Саша не заметил, как разговор вдруг перекинулся на армию. Андрюха спрашивал у него, отслужил он всё же или нет. Когда Саша сказал, что продержался весь призывной возраст, собеседники загалдели. Дальше они долго вспоминали армейские будни: строгих капитанов, редкую радость от возможности выпить, ночёвки в палатке, песни, разученные на плацу, счастливый дембель. Все сошлись на том, что армия вроде тупа, но необходима – до неё жизнь была неполноценной, а вернувшись, они, наконец, ощутили себя достойными людьми. Они горячо убеждали Сашу, что армия делает мужчиной, что-то навсегда меняет в сознании, отделяет действительно важное от второстепенного, как будто пытались уговорить его всё же сходить, забывая, что это уже несколько лет как невозможно. Вспоминали и своих командиров. Андрюха горячился на Дубоноса: «Я тебе говорю: у нас ротный был, Мхитарян. Кто-то скажет “чурка”, а у меня язык не повернётся его так назвать. Потому что это – человек! Настоящий! И за своих бойцов он был на всё готов!».
Позже, когда Андрюха уже спал, а Артём, сжимая в руке недопитый стакан, смотрел в него мутными, слипающимися глазами, положив мясистую щёку свою на кулак, и жалостливо говорил: «Совсем пить разучился. Хоть не блевал, спасибо», – Юрец снова завёл разговор с Сашей. Язык у него уже сильно заплетался, слова растягивались и приобретали какую-то слезливую интонацию, хотя он не жаловался и выглядел вполне довольным. Саша тоже, хотя и пропускал несколько последних кругов, был пьян достаточно, чтобы начать по-настоящему ему сочувствовать.
В туалет все ходили на улицу – в тесном дворике стояла ещё одна панцирная, совсем ржавая кровать, со срезанной сеткой, а под ней и вокруг неё были разбросаны почти сгнившие уже, трухлявые брёвна – останки давно сломанного сарая.
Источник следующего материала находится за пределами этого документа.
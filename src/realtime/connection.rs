use super::events::StreamEvent;
use super::sse::SseDecoder;
use crate::api::ApiClient;
use crate::config::RealtimeConfig;
use crate::infra::abort_signal::{until_aborted, AbortHandle, AbortOnDrop};
use futures::StreamExt;
use reqwest::StatusCode;
use std::fmt;
use std::time::Duration;
use thiserror::Error;
use tokio::sync::{mpsc, watch};
use tokio::task::JoinHandle;
use tracing::{debug, info, warn};

#[derive(Debug, Clone, Copy, PartialEq, Eq)]
pub enum ConnectionState {
    Disconnected,
    Connecting,
    Connected,
}

impl fmt::Display for ConnectionState {
    fn fmt(&self, f: &mut fmt::Formatter<'_>) -> fmt::Result {
        let s = match self {
            ConnectionState::Disconnected => "disconnected",
            ConnectionState::Connecting => "connecting",
            ConnectionState::Connected => "connected",
        };
        f.write_str(s)
    }
}

#[derive(Debug, Error)]
pub enum StreamError {
    #[error("connect failed: {0}")]
    Connect(#[source] reqwest::Error),
    #[error("stream refused with status {0}")]
    Status(StatusCode),
    #[error("read failed: {0}")]
    Read(#[source] reqwest::Error),
}

// ============================================================================
// Reconnect policy
// ============================================================================

/// Delay before reconnecting after the stream drops.
///
/// The default retries forever every 5 s. A `factor` above 1.0 backs off
/// exponentially up to `max_delay`.
#[derive(Debug, Clone, PartialEq)]
pub struct ReconnectPolicy {
    pub delay: Duration,
    pub factor: f64,
    pub max_delay: Duration,
    pub max_attempts: Option<u32>,
}

impl Default for ReconnectPolicy {
    fn default() -> Self {
        Self {
            delay: Duration::from_millis(5000),
            factor: 1.0,
            max_delay: Duration::from_millis(60_000),
            max_attempts: None,
        }
    }
}

impl ReconnectPolicy {
    pub fn from_config(config: &RealtimeConfig) -> Self {
        Self {
            delay: Duration::from_millis(config.reconnect_delay_ms),
            factor: config.backoff_factor,
            max_delay: Duration::from_millis(config.max_delay_ms),
            max_attempts: config.max_attempts,
        }
    }

    /// Delay before reconnect attempt `attempt` (1-based), or `None` once
    /// attempts are exhausted.
    pub fn delay_for(&self, attempt: u32) -> Option<Duration> {
        if let Some(max) = self.max_attempts {
            if attempt > max {
                return None;
            }
        }
        let exponent = attempt.saturating_sub(1).min(32) as i32;
        let cap = self.max_delay.max(self.delay);
        let scaled = self.delay.as_millis() as f64 * self.factor.max(1.0).powi(exponent);
        if !scaled.is_finite() || scaled >= cap.as_millis() as f64 {
            return Some(cap);
        }
        Some(Duration::from_millis(scaled.round() as u64))
    }
}

// ============================================================================
// Event stream
// ============================================================================

/// One agent's event stream: a background task that keeps an SSE connection
/// open, decodes and classifies events, and reconnects per policy.
///
/// Closing or dropping the stream stops the task.
pub struct EventStream {
    agent: String,
    state: watch::Receiver<ConnectionState>,
    events: mpsc::Receiver<StreamEvent>,
    abort: AbortOnDrop,
    task: JoinHandle<()>,
}

impl EventStream {
    pub fn open(client: &ApiClient, agent: &str, policy: ReconnectPolicy) -> Self {
        let (state_tx, state_rx) = watch::channel(ConnectionState::Disconnected);
        let (event_tx, event_rx) = mpsc::channel(256);
        let abort = AbortHandle::new();

        let task = tokio::spawn(run_stream(
            client.clone(),
            agent.to_string(),
            policy,
            state_tx,
            event_tx,
            abort.clone(),
        ));

        Self {
            agent: agent.to_string(),
            state: state_rx,
            events: event_rx,
            abort: abort.drop_guard(),
            task,
        }
    }

    pub fn agent(&self) -> &str {
        &self.agent
    }

    pub fn state(&self) -> ConnectionState {
        *self.state.borrow()
    }

    pub fn watch_state(&self) -> watch::Receiver<ConnectionState> {
        self.state.clone()
    }

    pub fn is_connected(&self) -> bool {
        self.state() == ConnectionState::Connected
    }

    /// Next classified event; `None` once the stream is closed for good.
    pub async fn next(&mut self) -> Option<StreamEvent> {
        self.events.recv().await
    }

    pub fn close(&self) {
        let abort = self.abort.handle();
        if !abort.is_aborted() {
            debug!("Closing event stream for '{}'", self.agent);
            abort.abort();
        }
    }

    pub fn is_finished(&self) -> bool {
        self.task.is_finished()
    }
}

async fn run_stream(
    client: ApiClient,
    agent: String,
    policy: ReconnectPolicy,
    state: watch::Sender<ConnectionState>,
    events: mpsc::Sender<StreamEvent>,
    abort: AbortHandle,
) {
    let mut attempt: u32 = 0;
    loop {
        state.send_replace(ConnectionState::Connecting);
        let mut connected = false;
        let outcome = until_aborted(
            read_stream(&client, &agent, &state, &events, &mut connected),
            &abort,
        )
        .await;

        match outcome {
            Err(_) => break,
            Ok(Ok(())) => info!("Event stream for '{}' ended", agent),
            Ok(Err(e)) => warn!("Event stream for '{}' failed: {}", agent, e),
        }
        state.send_replace(ConnectionState::Disconnected);

        if events.is_closed() {
            break;
        }
        if connected {
            attempt = 0;
        }
        attempt += 1;
        let Some(delay) = policy.delay_for(attempt) else {
            warn!("Giving up on event stream for '{}' after {} attempts", agent, attempt - 1);
            break;
        };
        debug!("Reconnecting '{}' in {:?} (attempt {})", agent, delay, attempt);
        if until_aborted(tokio::time::sleep(delay), &abort)
            .await
            .is_err()
        {
            break;
        }
    }
    state.send_replace(ConnectionState::Disconnected);
}

async fn read_stream(
    client: &ApiClient,
    agent: &str,
    state: &watch::Sender<ConnectionState>,
    events: &mpsc::Sender<StreamEvent>,
    connected: &mut bool,
) -> Result<(), StreamError> {
    let response = client
        .event_stream_request(agent)
        .send()
        .await
        .map_err(StreamError::Connect)?;
    if !response.status().is_success() {
        return Err(StreamError::Status(response.status()));
    }

    state.send_replace(ConnectionState::Connected);
    *connected = true;
    info!("Event stream for '{}' connected", agent);

    let mut decoder = SseDecoder::new();
    let mut body = response.bytes_stream();
    while let Some(chunk) = body.next().await {
        let chunk = chunk.map_err(StreamError::Read)?;
        for raw in decoder.feed(&chunk) {
            let Some(event) = StreamEvent::classify(&raw) else {
                continue;
            };
            if events.send(event).await.is_err() {
                return Ok(());
            }
        }
    }
    decoder.finish();
    Ok(())
}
Вся твёрдая, с утоптанной и гнилой от осенней влаги крапивой земля была усеяна белевшими в темноте окурками. Где-то на заброшенном, заросшем огороде стоял уличный туалет, но идти до него всегда было лень. За соседским забором надрывалась собака – Саше показалось, что он услышал недовольный голос хозяйки, что-то говорившей об опять собравшихся алкашах, но всё уже было слишком туманно, чтобы он мог полностью полагаться на свои ощущения. Одинокий уличный фонарь освещал росший возле дороги тополь – его макушка высилась над перекошенным забором и в этом искусственном свете казалась покрытой густой позолотой.
Удивлённо вскрикнула разъезжавшаяся молния брюк и тихо зажурчало. Юрец расстёгивал штаны, не вынимая из зубов сигареты. Саше вдруг смертельно захотелось курить. С тех пор, как три года назад он бросил, потому что вдруг, прочитав какую-то книгу, бросила Таня, и ему тоже стало любопытно проверить себя, он вечно боролся с этим чувством, опасаясь, что неожиданно легко побеждённая зависимость вернётся. Но здесь не курить было просто невозможно – как будто часть его, остававшаяся в городе, всегда была курящей.
– Дашь сигаретку? – стесняясь, спросил он у Юрца.
Тот, казалось, даже и не заметил, что друг не курил. Сказал только, что пачка осталась в доме.